### Your task
Every line below containing the word "crate" should be found and copied.

### Material for the task
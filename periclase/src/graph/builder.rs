use log::warn;
use nalgebra::Vector3;
use rayon::prelude::*;

use crate::{elements, Error, Structure};

use super::{Bond, BondGraph, PeriodicNode};

/// Parameters controlling how bonds are detected between atoms.
#[derive(Debug, Clone)]
#[derive(serde::Deserialize, serde::Serialize, schemars::JsonSchema)]
#[serde(default)]
pub struct BondingOptions {
    /// Scaling applied to the sum of covalent radii when deciding whether
    /// two atoms are bonded. Values slightly above 1 tolerate strained
    /// bonds.
    pub radius_factor: f64,
    /// How many layers of neighboring periodic cells to enumerate along
    /// each periodic direction.
    pub max_translation_shell: u32,
    /// Covalent radius (in Ångström) assumed for species without a
    /// tabulated value.
    pub default_radius: f64,
}

impl Default for BondingOptions {
    fn default() -> BondingOptions {
        BondingOptions {
            radius_factor: 1.1,
            max_translation_shell: 1,
            default_radius: 1.2,
        }
    }
}

impl BondingOptions {
    fn validate(&self) -> Result<(), Error> {
        if !(self.radius_factor.is_finite() && self.radius_factor > 0.0) {
            return Err(Error::InvalidParameter(format!(
                "radius_factor must be a positive number, got {}", self.radius_factor
            )));
        }
        if !(self.default_radius.is_finite() && self.default_radius > 0.0) {
            return Err(Error::InvalidParameter(format!(
                "default_radius must be a positive number, got {}", self.default_radius
            )));
        }
        Ok(())
    }
}

/// Resolve the covalent radius of every atom in the structure, falling back
/// to `default_radius` for species without a tabulated value.
///
/// Returns the radii and the `(atom index, species)` pairs which used the
/// fallback, so callers can surface them in the classification metadata.
pub fn bonding_radii(structure: &Structure, default_radius: f64) -> (Vec<f64>, Vec<(usize, i32)>) {
    let mut radii = Vec::with_capacity(structure.size());
    let mut unknown = Vec::new();
    for (atom, &species) in structure.species().iter().enumerate() {
        match elements::covalent_radius(species) {
            Some(radius) => radii.push(radius),
            None => {
                radii.push(default_radius);
                unknown.push((atom, species));
            }
        }
    }
    return (radii, unknown);
}

/// A bond between atom `first` in the original cell and the image of atom
/// `second` translated by `shift`. By translation invariance this single
/// entry stands for every bond between `(first, s)` and `(second, s +
/// shift)` in the graph.
#[derive(Debug, Clone)]
struct BondTemplate {
    first: usize,
    second: usize,
    shift: [i32; 3],
    bond: Bond,
}

/// For bonds between an atom and its own periodic images, both `shift` and
/// `-shift` describe the same set of undirected edges; keep only the one in
/// the positive half-space.
fn self_bond_is_canonical(shift: [i32; 3]) -> bool {
    let sum = shift[0] + shift[1] + shift[2];
    if sum < 0 {
        return false;
    }
    if sum == 0 && (shift[2] < 0 || (shift[2] == 0 && shift[1] < 0)) {
        return false;
    }
    return true;
}

impl BondGraph {
    /// Build the bond graph of a structure: nodes are atom instances in the
    /// original cell and in every periodic image inside the translation
    /// shell, and edges connect instances within bonding distance
    /// (`radius_factor × (rᵢ + rⱼ)`).
    ///
    /// Bond candidates are found once per `(i, j, relative shift)` triple —
    /// the dominant O(n² × shell volume) cost, scanned in parallel over the
    /// first atom and merged in a fixed order — and then instantiated for
    /// every node pair inside the shell by translation invariance.
    #[time_graph::instrument(name = "BondGraph::new")]
    pub fn new(structure: &Structure, options: &BondingOptions) -> Result<BondGraph, Error> {
        options.validate()?;

        let cell = *structure.cell();
        if cell.any_periodic() && options.max_translation_shell == 0 {
            return Err(Error::InvalidParameter(
                "max_translation_shell must be at least 1 for periodic structures".into()
            ));
        }

        let (radii, unknown) = bonding_radii(structure, options.default_radius);
        for &(atom, species) in &unknown {
            warn!(
                "no tabulated covalent radius for species {} (atom {}), using the default of {} Å",
                species, atom, options.default_radius
            );
        }

        let shell = [0, 1, 2].map(|axis| {
            if cell.is_periodic(axis) { options.max_translation_shell as i32 } else { 0 }
        });

        let shift_to_cartesian = |shift: [i32; 3]| -> Vector3<f64> {
            if shift == [0, 0, 0] {
                return Vector3::zeros();
            }
            cell.cartesian(Vector3::new(shift[0] as f64, shift[1] as f64, shift[2] as f64))
        };

        // relative shifts between two nodes inside the shell span twice the
        // shell extent
        let mut relative_shifts = Vec::new();
        for a in -2 * shell[0]..=2 * shell[0] {
            for b in -2 * shell[1]..=2 * shell[1] {
                for c in -2 * shell[2]..=2 * shell[2] {
                    relative_shifts.push([a, b, c]);
                }
            }
        }

        let positions = structure.positions();
        let n_atoms = structure.size();

        let mut templates = (0..n_atoms).into_par_iter().map(|i| {
            let mut found = Vec::new();
            for j in i..n_atoms {
                let threshold = options.radius_factor * (radii[i] + radii[j]);
                for &shift in &relative_shifts {
                    if i == j && (shift == [0, 0, 0] || !self_bond_is_canonical(shift)) {
                        continue;
                    }

                    let vector = positions[j] + shift_to_cartesian(shift) - positions[i];
                    let distance2 = vector.norm_squared();
                    if distance2 <= threshold * threshold {
                        if distance2 < 1e-3 {
                            warn!(
                                "atoms {} and {} are very close to one another ({} Å)",
                                i, j, distance2.sqrt()
                            );
                        }

                        found.push(BondTemplate {
                            first: i,
                            second: j,
                            shift,
                            bond: Bond { distance: distance2.sqrt(), vector },
                        });
                    }
                }
            }
            return found;
        }).flatten().collect::<Vec<_>>();

        // the parallel scan already yields a deterministic order, sort
        // anyway so the graph does not depend on it
        templates.sort_unstable_by_key(|t| (t.first, t.second, t.shift));

        let mut node_shifts = Vec::new();
        for a in -shell[0]..=shell[0] {
            for b in -shell[1]..=shell[1] {
                for c in -shell[2]..=shell[2] {
                    node_shifts.push([a, b, c]);
                }
            }
        }

        let mut graph = BondGraph::with_shell(n_atoms, shell);
        for atom in 0..n_atoms {
            for &shift in &node_shifts {
                graph.insert_node(PeriodicNode { atom, shift });
            }
        }

        let inside_shell = |shift: [i32; 3]| {
            shift.iter().zip(&shell).all(|(s, max)| s.abs() <= *max)
        };

        for template in &templates {
            for &start in &node_shifts {
                let end = [
                    start[0] + template.shift[0],
                    start[1] + template.shift[1],
                    start[2] + template.shift[2],
                ];
                if inside_shell(end) {
                    graph.insert_bond(
                        PeriodicNode { atom: template.first, shift: start },
                        PeriodicNode { atom: template.second, shift: end },
                        template.bond,
                    );
                }
            }
        }

        return Ok(graph);
    }
}

#[cfg(test)]
mod tests {
    use approx::assert_relative_eq;
    use nalgebra::Matrix3;

    use crate::geometry::Cell;
    use super::*;

    #[test]
    fn diatomic_molecule() {
        let mut structure = Structure::with_cell(Cell::non_periodic());
        structure.add_atom(7, Vector3::new(0.0, 0.0, 0.0));
        structure.add_atom(7, Vector3::new(1.1, 0.0, 0.0));

        let graph = BondGraph::new(&structure, &BondingOptions::default()).unwrap();
        assert_eq!(graph.node_count(), 2);
        assert_eq!(graph.bond_count(), 1);

        let (neighbor, bond) = graph.bonds_of(PeriodicNode::original(0)).next().unwrap();
        assert_eq!(neighbor, PeriodicNode::original(1));
        assert_relative_eq!(bond.distance, 1.1);
    }

    #[test]
    fn self_bonding_across_short_repeat() {
        // a single Cs atom in a small cubic cell bonds to its own images
        let mut structure = Structure::with_cell(Cell::cubic(2.0).unwrap());
        structure.add_atom(55, Vector3::zeros());

        let graph = BondGraph::new(&structure, &BondingOptions::default()).unwrap();
        assert_eq!(graph.node_count(), 27);

        let origin = PeriodicNode::original(0);
        let image = PeriodicNode { atom: 0, shift: [1, 0, 0] };
        assert!(graph.bonds_of(origin).any(|(neighbor, _)| neighbor == image));
    }

    #[test]
    fn chain_does_not_bond_across_vacuum() {
        // H atoms spaced 0.6 Å along x, 10 Å of vacuum along y and z
        let cell = Cell::new(Matrix3::new(
            1.2, 0.0, 0.0,
            0.0, 10.0, 0.0,
            0.0, 0.0, 10.0,
        ), [true, true, true]).unwrap();
        let mut structure = Structure::with_cell(cell);
        structure.add_atom(1, Vector3::new(0.0, 5.0, 5.0));
        structure.add_atom(1, Vector3::new(0.6, 5.0, 5.0));

        let graph = BondGraph::new(&structure, &BondingOptions::default()).unwrap();
        for (first, second, _) in graph.bonds() {
            let shift = [second.shift[0] - first.shift[0],
                         second.shift[1] - first.shift[1],
                         second.shift[2] - first.shift[2]];
            assert_eq!(shift[1], 0, "unexpected bond along y: {:?} - {:?}", first, second);
            assert_eq!(shift[2], 0, "unexpected bond along z: {:?} - {:?}", first, second);
        }
    }

    #[test]
    fn unknown_species_use_default_radius() {
        let mut structure = Structure::with_cell(Cell::non_periodic());
        structure.add_atom(999, Vector3::new(0.0, 0.0, 0.0));
        structure.add_atom(999, Vector3::new(2.0, 0.0, 0.0));

        let (radii, unknown) = bonding_radii(&structure, 1.0);
        assert_eq!(radii, [1.0, 1.0]);
        assert_eq!(unknown, [(0, 999), (1, 999)]);

        let options = BondingOptions { default_radius: 1.0, ..Default::default() };
        let graph = BondGraph::new(&structure, &options).unwrap();
        assert_eq!(graph.bond_count(), 1);
    }

    #[test]
    fn wider_translation_shell() {
        let cell = Cell::new(Matrix3::new(
            2.0, 0.0, 0.0,
            0.0, 10.0, 0.0,
            0.0, 0.0, 10.0,
        ), [true, false, false]).unwrap();
        let mut structure = Structure::with_cell(cell);
        structure.add_atom(1, Vector3::zeros());

        let options = BondingOptions { max_translation_shell: 2, ..Default::default() };
        let graph = BondGraph::new(&structure, &options).unwrap();
        assert_eq!(graph.shell(), [2, 0, 0]);
        assert_eq!(graph.node_count(), 5);
    }

    #[test]
    fn invalid_options() {
        let structure = Structure::with_cell(Cell::non_periodic());

        let options = BondingOptions { radius_factor: 0.0, ..Default::default() };
        assert!(matches!(
            BondGraph::new(&structure, &options),
            Err(Error::InvalidParameter(_))
        ));

        let mut periodic = Structure::with_cell(Cell::cubic(4.0).unwrap());
        periodic.add_atom(1, Vector3::zeros());
        let options = BondingOptions { max_translation_shell: 0, ..Default::default() };
        assert!(matches!(
            BondGraph::new(&periodic, &options),
            Err(Error::InvalidParameter(_))
        ));
    }
}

### Exercise answer
use crate::{elements, Error, Structure};
    use crate::geometry::Cell;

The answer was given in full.